Under the program, if your crash falls into one of FMCSA's eligible crash types, you can ask the agency to review it and determine whether it was preventable or not preventable by the carrier or driver. You submit the request through the same DataQs portal used for other safety-data challenges, but the crash review is handled directly by FMCSA rather than by a state analyst. FMCSA made the CPDP permanent on May 1, 2020, and significantly expanded the list of eligible crash types effective December 1, 2024.
Preventability is a different question from fault
FMCSA does not ask "who was legally at fault?" It asks whether the driver, who exercises normal judgment and foresight, could have done something to avoid the crash. A determination of Not Preventable means the answer is no. That framing is why eligible types tend to be situations where the CMV was struck, was stationary, or had no realistic way to avoid the collision.
This guide is specifically about crashes. If your goal is to dispute a roadside-inspection violation, a duplicate record, or a citation attributed to the wrong carrier, that is a general DataQs accuracy challenge with its own workflow — see our walkthrough on how to challenge a DataQ for that process. Crashes have their own dedicated path through the CPDP, and that is what we cover below.

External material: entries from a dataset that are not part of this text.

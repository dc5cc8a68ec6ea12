//! Ensembles of independently seeded realizations.
//!
//! Every realization owns its automaton, history and RNG stream. The only
//! state shared between workers is the read-only rule and kernel and, under
//! [`FailurePolicy::Strict`], a cancel flag checked before each step.
//! Results are always reported in realization-index order.

use std::sync::atomic::{AtomicBool, Ordering};

use rayon::prelude::*;
use tracing::{info, warn};

use crate::automaton::grid::{Grid, Shape};
use crate::automaton::kernel::Kernel;
use crate::automaton::neighbors::Boundary;
use crate::automaton::stepping::CellularAutomaton;
use crate::config::{AutomatonConfig, EnsembleConfig, FailurePolicy};
use crate::error::{ConfigError, EnsembleError, Error};
use crate::rules::Rule;
use crate::stats::EnsembleSummary;

/// How a single realization ended.
#[derive(Debug, Clone, PartialEq)]
pub enum RealizationStatus {
    Completed,
    Failed(Error),
    /// Stopped because another realization failed under the strict policy.
    Cancelled,
}

/// Outcome of one realization. The history holds every step that completed.
#[derive(Debug, Clone, PartialEq)]
pub struct Realization {
    pub index: usize,
    pub seed: u64,
    pub status: RealizationStatus,
    pub history: Vec<Grid>,
}

impl Realization {
    pub fn is_completed(&self) -> bool {
        self.status == RealizationStatus::Completed
    }

    /// Steps completed (history length minus the initial grid).
    pub fn steps_completed(&self) -> usize {
        self.history.len().saturating_sub(1)
    }
}

/// Per-realization results, indexed by realization.
#[derive(Debug, Clone, PartialEq)]
pub struct EnsembleReport {
    realizations: Vec<Realization>,
}

impl EnsembleReport {
    pub fn realizations(&self) -> &[Realization] {
        &self.realizations
    }

    pub fn len(&self) -> usize {
        self.realizations.len()
    }

    pub fn is_empty(&self) -> bool {
        self.realizations.is_empty()
    }

    /// One history per realization, failed or not, in index order.
    pub fn histories(&self) -> Vec<&[Grid]> {
        self.realizations
            .iter()
            .map(|r| r.history.as_slice())
            .collect()
    }

    /// Histories of completed realizations only.
    pub fn completed(&self) -> impl Iterator<Item = &Realization> {
        self.realizations.iter().filter(|r| r.is_completed())
    }

    /// Index and error of every failed realization.
    pub fn failures(&self) -> Vec<(usize, &Error)> {
        self.realizations
            .iter()
            .filter_map(|r| match &r.status {
                RealizationStatus::Failed(error) => Some((r.index, error)),
                _ => None,
            })
            .collect()
    }

    /// Indices of realizations stopped by the strict policy.
    pub fn cancelled(&self) -> Vec<usize> {
        self.realizations
            .iter()
            .filter(|r| r.status == RealizationStatus::Cancelled)
            .map(|r| r.index)
            .collect()
    }

    pub fn is_complete(&self) -> bool {
        self.realizations.iter().all(Realization::is_completed)
    }

    /// Mean and variance per step of the fraction of cells holding `code`,
    /// over completed realizations.
    pub fn summary(&self, code: u8) -> EnsembleSummary {
        let histories: Vec<&[Grid]> = self.completed().map(|r| r.history.as_slice()).collect();
        EnsembleSummary::from_histories(&histories, code)
    }

    /// All histories, or the first failure (failed before cancelled).
    pub fn into_result(self) -> Result<Vec<Vec<Grid>>, EnsembleError> {
        if let Some(failed) = self
            .realizations
            .iter()
            .find(|r| matches!(r.status, RealizationStatus::Failed(_)))
        {
            if let RealizationStatus::Failed(error) = &failed.status {
                return Err(EnsembleError::Realization {
                    index: failed.index,
                    source: Box::new(error.clone()),
                });
            }
        }
        if let Some(cancelled) = self
            .realizations
            .iter()
            .find(|r| r.status == RealizationStatus::Cancelled)
        {
            return Err(EnsembleError::Cancelled {
                index: cancelled.index,
                completed: cancelled.steps_completed(),
            });
        }
        Ok(self.realizations.into_iter().map(|r| r.history).collect())
    }
}

/// Runs many realizations of one configuration, varying only the seed.
pub struct Ensemble<R: Rule + Clone> {
    shape: Shape,
    kernel: Kernel,
    rule: R,
    boundary: Boundary,
    config: EnsembleConfig,
    thread_pool: rayon::ThreadPool,
}

impl<R: Rule + Clone> Ensemble<R> {
    /// Validate the shared configuration and build the worker pool.
    ///
    /// Realization 0's automaton is built once, so an initializer that
    /// produces an invalid grid fails here rather than in every worker.
    pub fn new(
        shape: Shape,
        kernel: Kernel,
        rule: R,
        boundary: Boundary,
        config: EnsembleConfig,
    ) -> Result<Self, ConfigError> {
        kernel.check_shape(&shape)?;
        rule.validate(&shape, &kernel)?;

        let mut builder = rayon::ThreadPoolBuilder::new();
        if let Some(threads) = config.threads {
            builder = builder.num_threads(threads.max(1));
        }
        let thread_pool = builder
            .build()
            .map_err(|e| ConfigError::ThreadPool(e.to_string()))?;

        let ensemble = Ensemble {
            shape,
            kernel,
            rule,
            boundary,
            config,
            thread_pool,
        };
        // Realization 0 exercises the rule's initializer once up front.
        if ensemble.config.realizations > 0 {
            ensemble.automaton(0)?;
        }
        Ok(ensemble)
    }

    pub fn config(&self) -> &EnsembleConfig {
        &self.config
    }

    pub fn threads(&self) -> usize {
        self.thread_pool.current_num_threads()
    }

    /// Run every realization on the worker pool.
    pub fn run(&self) -> EnsembleReport {
        info!(
            realizations = self.config.realizations,
            steps = self.config.steps,
            threads = self.threads(),
            policy = ?self.config.policy,
            "Ensemble started"
        );
        let cancel = AtomicBool::new(false);
        let realizations = self.thread_pool.install(|| {
            (0..self.config.realizations)
                .into_par_iter()
                .map(|index| self.run_realization(index, &cancel))
                .collect()
        });
        self.finish(realizations)
    }

    /// Run every realization in index order on the calling thread.
    pub fn run_sequential(&self) -> EnsembleReport {
        info!(
            realizations = self.config.realizations,
            steps = self.config.steps,
            "Sequential ensemble started"
        );
        let cancel = AtomicBool::new(false);
        let realizations = (0..self.config.realizations)
            .map(|index| self.run_realization(index, &cancel))
            .collect();
        self.finish(realizations)
    }

    /// Build the automaton for realization `index` without running it.
    pub fn automaton(&self, index: usize) -> Result<CellularAutomaton<R>, ConfigError> {
        let config = AutomatonConfig::new(self.config.seed_for(index)).with_boundary(self.boundary);
        CellularAutomaton::from_rule(
            self.rule.clone(),
            self.shape.clone(),
            self.kernel.clone(),
            config,
        )
    }

    fn run_realization(&self, index: usize, cancel: &AtomicBool) -> Realization {
        let seed = self.config.seed_for(index);
        let strict = self.config.policy == FailurePolicy::Strict;
        let outcome = |status, history| Realization {
            index,
            seed,
            status,
            history,
        };

        if strict && cancel.load(Ordering::Relaxed) {
            return outcome(RealizationStatus::Cancelled, Vec::new());
        }

        let mut automaton = match self.automaton(index) {
            Ok(automaton) => automaton,
            Err(error) => {
                warn!(index, seed, %error, "Realization could not be built");
                if strict {
                    cancel.store(true, Ordering::Relaxed);
                }
                return outcome(RealizationStatus::Failed(error.into()), Vec::new());
            }
        };

        for _ in 0..self.config.steps {
            if strict && cancel.load(Ordering::Relaxed) {
                warn!(
                    index,
                    completed = automaton.generation(),
                    "Realization cancelled"
                );
                return outcome(RealizationStatus::Cancelled, automaton.into_history());
            }
            if let Err(error) = automaton.step() {
                warn!(index, seed, %error, "Realization failed");
                if strict {
                    cancel.store(true, Ordering::Relaxed);
                }
                return outcome(RealizationStatus::Failed(error.into()), automaton.into_history());
            }
        }

        outcome(RealizationStatus::Completed, automaton.into_history())
    }

    fn finish(&self, realizations: Vec<Realization>) -> EnsembleReport {
        let report = EnsembleReport { realizations };
        let failed = report.failures().len();
        let cancelled = report.cancelled().len();
        if failed == 0 && cancelled == 0 {
            info!(realizations = report.len(), "Ensemble completed");
        } else {
            warn!(
                realizations = report.len(),
                failed, cancelled, "Ensemble finished with failures"
            );
        }
        report
    }
}
//! Life-like threshold rules (`B.../S...`).
//!
//! - Birth: a dead cell whose live-neighbor count is in the birth set becomes alive
//! - Survival: a live cell whose count is in the survival set stays alive
//! - Every other cell is dead in the next generation
//!
//! Conway's Game of Life is B3/S23 on the 2D Moore neighborhood. The 3D
//! default is B4/S4 on the 26-cell Moore neighborhood; 3D thresholds are a
//! modeling choice, and any other pair can be built with [`LifeRule::new`].

use rand::Rng;

use super::states::{StateLabel, StateMap};
use super::{CellRng, Rule};
use crate::automaton::grid::{Grid, Shape};
use crate::error::{ConfigError, RuleError};

#[derive(Debug, Clone, PartialEq)]
pub struct LifeRule {
    birth: Vec<u32>,
    survival: Vec<u32>,
    states: StateMap,
    alive: u8,
    dead: u8,
    initial_density: f64,
}

impl LifeRule {
    /// Rule with explicit birth and survival counts, `dead = 0`, `alive = 1`.
    pub fn new(birth: impl Into<Vec<u32>>, survival: impl Into<Vec<u32>>) -> Self {
        LifeRule {
            birth: birth.into(),
            survival: survival.into(),
            states: StateMap::life(),
            alive: 1,
            dead: 0,
            initial_density: 0.5,
        }
    }

    /// Conway's Game of Life, B3/S23.
    pub fn conway() -> Self {
        Self::new([3], [2, 3])
    }

    /// 3D Life, B4/S4.
    pub fn life_3d() -> Self {
        Self::new([4], [4])
    }

    /// Use a custom state map. It must define `Dead` and `Alive`.
    pub fn with_states(mut self, states: StateMap) -> Result<Self, ConfigError> {
        self.dead = states.require(StateLabel::Dead)?;
        self.alive = states.require(StateLabel::Alive)?;
        self.states = states;
        Ok(self)
    }

    /// Probability that a cell starts alive when the rule builds the initial grid.
    pub fn with_initial_density(mut self, density: f64) -> Result<Self, ConfigError> {
        if !(0.0..=1.0).contains(&density) {
            return Err(ConfigError::InvalidProbability {
                name: "initial_density",
                value: density,
            });
        }
        self.initial_density = density;
        Ok(self)
    }

    pub fn birth(&self) -> &[u32] {
        &self.birth
    }

    pub fn survival(&self) -> &[u32] {
        &self.survival
    }

    pub fn alive_code(&self) -> u8 {
        self.alive
    }

    pub fn dead_code(&self) -> u8 {
        self.dead
    }

    pub fn initial_density(&self) -> f64 {
        self.initial_density
    }

    /// Rulestring such as `B3/S23`.
    pub fn rulestring(&self) -> String {
        let digits = |counts: &[u32]| counts.iter().map(|c| c.to_string()).collect::<String>();
        format!("B{}/S{}", digits(&self.birth), digits(&self.survival))
    }
}

impl Default for LifeRule {
    fn default() -> Self {
        Self::conway()
    }
}

impl Rule for LifeRule {
    type Aux = ();

    fn states(&self) -> &StateMap {
        &self.states
    }

    fn counted_code(&self) -> u8 {
        self.alive
    }

    fn initialize(&self, shape: &Shape, rng: &mut CellRng) -> Result<(Grid, ()), ConfigError> {
        let cells = (0..shape.len())
            .map(|_| {
                if rng.random_bool(self.initial_density) {
                    self.alive
                } else {
                    self.dead
                }
            })
            .collect();
        Ok((Grid::from_cells(shape.clone(), cells)?, ()))
    }

    fn initial_aux(&self, _shape: &Shape) {}

    fn apply(
        &self,
        grid: &Grid,
        counts: &[u32],
        _aux: &(),
        _rng: &mut CellRng,
    ) -> Result<(Grid, ()), RuleError> {
        if counts.len() != grid.len() {
            return Err(RuleError::ShapeMismatch {
                expected: grid.len(),
                got: counts.len(),
            });
        }
        let next = grid.try_map(|index, cell| {
            let count = counts[index];
            let alive = if cell == self.alive {
                self.survival.contains(&count)
            } else if cell == self.dead {
                self.birth.contains(&count)
            } else {
                return Err(RuleError::UnknownCode { index, code: cell });
            };
            Ok(if alive { self.alive } else { self.dead })
        })?;
        Ok((next, ()))
    }
}
//! Per-step aggregates over histories.
//!
//! These are the numbers renderers and sonifiers consume: live-cell counts
//! per frame, compartment fractions, and ensemble mean/variance bands.

use crate::automaton::grid::Grid;
use crate::rules::states::{StateLabel, StateMap};

/// Number of cells holding `code`.
pub fn census(grid: &Grid, code: u8) -> usize {
    grid.count(code)
}

/// Census of `code` for every snapshot in a history.
pub fn trajectory(history: &[Grid], code: u8) -> Vec<usize> {
    history.iter().map(|grid| census(grid, code)).collect()
}

/// Fraction of cells in each labeled state, in state-map order.
pub fn fractions(grid: &Grid, states: &StateMap) -> Vec<(StateLabel, f64)> {
    let total = grid.len() as f64;
    states
        .iter()
        .map(|(label, code)| (label, census(grid, code) as f64 / total))
        .collect()
}

/// Mean and population variance, per step, of the fraction of cells holding
/// one code across an ensemble.
#[derive(Debug, Clone, PartialEq)]
pub struct EnsembleSummary {
    pub mean: Vec<f64>,
    pub variance: Vec<f64>,
    /// Realizations contributing to each step.
    pub members: Vec<usize>,
}

impl EnsembleSummary {
    /// Step `t` aggregates every history that has a snapshot at `t`.
    pub fn from_histories(histories: &[&[Grid]], code: u8) -> Self {
        let steps = histories.iter().map(|h| h.len()).max().unwrap_or(0);
        let mut summary = EnsembleSummary {
            mean: Vec::with_capacity(steps),
            variance: Vec::with_capacity(steps),
            members: Vec::with_capacity(steps),
        };

        for t in 0..steps {
            let samples: Vec<f64> = histories
                .iter()
                .filter_map(|h| h.get(t))
                .map(|grid| census(grid, code) as f64 / grid.len() as f64)
                .collect();
            let n = samples.len() as f64;
            let mean = samples.iter().sum::<f64>() / n;
            let variance = samples.iter().map(|s| (s - mean).powi(2)).sum::<f64>() / n;

            summary.mean.push(mean);
            summary.variance.push(variance);
            summary.members.push(samples.len());
        }
        summary
    }

    pub fn steps(&self) -> usize {
        self.mean.len()
    }

    /// Standard deviation per step.
    pub fn std_dev(&self) -> Vec<f64> {
        self.variance.iter().map(|v| v.sqrt()).collect()
    }
}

Which Crashes Are Eligible for a Preventability Review
As of the December 1, 2024 expansion, FMCSA reviews 21 eligible crash types. The original program covered a narrower set of "struck by" scenarios; the expansion added categories such as crashes caused by an animal strike, infrastructure failure, and another driver's medical emergency, and broadened the program to accept any crash supported by video that clearly demonstrates the sequence of events. The categories below reflect the current eligible list.
Eligible crash categories (21, as of Dec 1, 2024)
This list reflects the December 1, 2024 expansion to 21 eligible crash types. FMCSA updates the program periodically, so confirm the current categories and the exact required documentation in FMCSA's official CPDP Eligibility Guide before filing.
Eligibility is necessary, not sufficient
Falling into an eligible crash type only gets your submission reviewed. FMCSA still examines the evidence and can find a crash Preventable, Not Preventable, or that the documentation was insufficient to make a determination. The eligible-type list opens the door; the police report and your supporting evidence decide what happens once you are through it.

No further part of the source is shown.